* EXERCISE DESCRIPTION *
Extract each line of the records below that contains the word "bail".

Top of MATERIAL FOR THIS EXERCISE

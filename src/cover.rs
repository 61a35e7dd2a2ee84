use std::path::Path;
use std::process::{Command, Stdio};
use std::time::Duration;

use anyhow::Context as _;

use crate::recipe::CoverOptions;
use crate::runner::{ProcessExit, run_with_timeout};

const COVER_TIMEOUT: Duration = Duration::from_secs(60);

pub trait CoverRenderer {
    /// Renders a PNG cover for `title` at `out`.
    fn render(&self, out: &Path, title: &str, options: &CoverOptions) -> anyhow::Result<()>;
}

/// Delegates cover drawing to an external command.
#[derive(Debug, Clone)]
pub struct CommandCoverRenderer {
    pub bin: String,
}

impl CommandCoverRenderer {
    pub fn args(out: &Path, title: &str, options: &CoverOptions) -> Vec<String> {
        let mut args = vec![
            out.display().to_string(),
            title.to_owned(),
            "--width".to_owned(),
            options.cover_width.to_string(),
            "--height".to_owned(),
            options.cover_height.to_string(),
            "--text-colour".to_owned(),
            options.text_colour.clone(),
            "--background-colour".to_owned(),
            options.background_colour.clone(),
            "--title-font".to_owned(),
            options.title_font_path.clone(),
            "--title-font-size".to_owned(),
            options.title_font_size.to_string(),
            "--date-font".to_owned(),
            options.datestamp_font_path.clone(),
            "--date-font-size".to_owned(),
            options.datestamp_font_size.to_string(),
        ];
        if !options.logo_path_or_url.is_empty() {
            args.push("--logo".to_owned());
            args.push(options.logo_path_or_url.clone());
        }
        args
    }
}

impl CoverRenderer for CommandCoverRenderer {
    fn render(&self, out: &Path, title: &str, options: &CoverOptions) -> anyhow::Result<()> {
        tracing::debug!(bin = %self.bin, out = %out.display(), "render cover");
        let mut cmd = Command::new(&self.bin);
        cmd.args(Self::args(out, title, options))
            .stdin(Stdio::null());
        match run_with_timeout(&mut cmd, &self.bin, COVER_TIMEOUT)
            .with_context(|| format!("run cover command: {}", self.bin))?
        {
            ProcessExit::Success => {}
            ProcessExit::Failure(code) => {
                anyhow::bail!("cover command failed (exit {code:?})");
            }
        }
        if !out.is_file() {
            anyhow::bail!("cover command wrote no file: {}", out.display());
        }
        Ok(())
    }
}

#[cfg(test)]
mod tests {
    use super::*;

    #[test]
    fn args_include_logo_only_when_configured() {
        let options = CoverOptions::default();
        let args = CommandCoverRenderer::args(Path::new("cover.png"), "Sample", &options);
        assert_eq!(&args[..4], ["cover.png", "Sample", "--width", "889"]);
        assert!(!args.iter().any(|a| a == "--logo"));

        let options = CoverOptions {
            logo_path_or_url: "static/logo.png".to_owned(),
            ..CoverOptions::default()
        };
        let args = CommandCoverRenderer::args(Path::new("cover.png"), "Sample", &options);
        assert_eq!(&args[args.len() - 2..], ["--logo", "static/logo.png"]);
    }

    #[cfg(unix)]
    #[test]
    fn render_fails_when_command_writes_nothing() -> anyhow::Result<()> {
        let temp = tempfile::TempDir::new()?;
        let renderer = CommandCoverRenderer {
            bin: "true".to_owned(),
        };
        let out = temp.path().join("cover.png");
        let err = renderer
            .render(&out, "Sample", &CoverOptions::default())
            .unwrap_err();
        assert!(err.to_string().contains("wrote no file"), "{err:#}");
        Ok(())
    }
}
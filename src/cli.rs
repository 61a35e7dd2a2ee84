use std::path::PathBuf;

use clap::{Args, Parser, Subcommand};

use crate::recipe::DEFAULT_TITLE_DATE_FORMAT;

#[derive(Debug, Parser)]
#[command(author, version, about)]
pub struct Cli {
    /// Debug logging, converter debug output and `-vv` for converters.
    #[arg(short, long, global = true, env = "PRESSPACK_VERBOSE")]
    pub verbose: bool,

    #[command(subcommand)]
    pub command: Command,
}

#[derive(Debug, Subcommand)]
pub enum Command {
    /// Run every recipe and publish the catalog.
    Build(BuildArgs),
    /// Print the slugs of recipes whose schedule is enabled now.
    Enabled(EnabledArgs),
}

#[derive(Debug, Args)]
pub struct BuildArgs {
    /// Site the catalog is published at; previous outputs are fetched from it.
    pub publish_site: String,

    /// Source repository URL linked from the page footer.
    pub source_url: String,

    /// Commit the site is built from.
    pub commit_hash: String,

    /// Recipe book (YAML).
    #[arg(long, env = "PRESSPACK_RECIPES", default_value = "recipes.yaml")]
    pub recipes: PathBuf,

    /// Directory with `<recipe>.recipe` definitions.
    #[arg(long, default_value = "recipes")]
    pub recipes_dir: PathBuf,

    /// Output directory for artifacts and the catalog.
    #[arg(long, default_value = "public")]
    pub publish_dir: PathBuf,

    /// Directory for the job log.
    #[arg(long, default_value = "meta")]
    pub meta_dir: PathBuf,

    /// Directory with `site.css`, `site.js` and per-format `<ext>.css`.
    #[arg(long, default_value = "static")]
    pub static_dir: PathBuf,

    /// Page template (default: built-in).
    #[arg(long)]
    pub template: Option<PathBuf>,

    /// Output path for the Markdown job summary.
    #[arg(long, default_value = "job_summary.md")]
    pub summary: PathBuf,

    /// Converter binary.
    #[arg(long, env = "PRESSPACK_CONVERTER", default_value = "ebook-convert")]
    pub converter: String,

    /// Metadata tool binary.
    #[arg(long, env = "PRESSPACK_META_TOOL", default_value = "ebook-meta")]
    pub meta_tool: String,

    /// Cover renderer command; covers are left as-is when unset.
    #[arg(long, env = "PRESSPACK_COVER_COMMAND")]
    pub cover_command: Option<String>,

    /// Recipe slugs to skip (comma-separated).
    #[arg(long, env = "PRESSPACK_SKIP", value_delimiter = ',')]
    pub skip: Vec<String>,

    /// Only regenerate these recipe slugs (comma-separated).
    #[arg(long, env = "PRESSPACK_REGENERATE", value_delimiter = ',')]
    pub regenerate: Vec<String>,

    /// Date format for titles, passed to the converter.
    #[arg(long, env = "PRESSPACK_TITLE_DATE_FORMAT", default_value = DEFAULT_TITLE_DATE_FORMAT)]
    pub title_date_format: String,

    /// JSON object of slug -> {"username", "password"}.
    #[arg(long, env = "PRESSPACK_ACCOUNTS", hide_env_values = true)]
    pub accounts: Option<String>,

    /// Timeout for fetching the cached index.
    #[arg(long, default_value_t = 15)]
    pub index_timeout_secs: u64,

    /// Timeout for downloading one cached file.
    #[arg(long, default_value_t = 30)]
    pub cache_timeout_secs: u64,

    /// Wait between cache retries.
    #[arg(long, default_value_t = 2)]
    pub retry_wait_secs: u64,
}

#[derive(Debug, Args)]
pub struct EnabledArgs {
    /// Recipe book (YAML).
    #[arg(long, env = "PRESSPACK_RECIPES", default_value = "recipes.yaml")]
    pub recipes: PathBuf,

    /// Directory with the job log.
    #[arg(long, default_value = "meta")]
    pub meta_dir: PathBuf,
}

/// Trimmed, non-empty list items.
pub fn csv_set(values: &[String]) -> std::collections::BTreeSet<String> {
    values
        .iter()
        .map(|value| value.trim())
        .filter(|value| !value.is_empty())
        .map(str::to_owned)
        .collect()
}

#[cfg(test)]
mod tests {
    use clap::Parser as _;

    use super::*;

    #[test]
    fn build_args_parse_lists_and_defaults() -> anyhow::Result<()> {
        let cli = Cli::try_parse_from([
            "presspack",
            "build",
            "https://example.com/",
            "https://github.com/o/r",
            "abc1234",
            "--skip",
            "wsj, ,ft",
            "-v",
        ])?;
        assert!(cli.verbose);
        let Command::Build(args) = cli.command else {
            anyhow::bail!("expected build");
        };
        assert_eq!(
            csv_set(&args.skip).into_iter().collect::<Vec<_>>(),
            vec!["ft", "wsj"]
        );
        assert!(args.regenerate.is_empty());
        assert_eq!(args.publish_dir, PathBuf::from("public"));
        assert_eq!(args.title_date_format, "%-d %b, %Y");
        assert_eq!(args.index_timeout_secs, 15);
        Ok(())
    }
}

Bottom of MATERIAL FOR THIS EXERCISE

* WRITTEN SOLUTION *
                anyhow::bail!("cover command failed (exit {code:?})");
            anyhow::bail!("cover command wrote no file: {}", out.display());
            anyhow::bail!("expected build");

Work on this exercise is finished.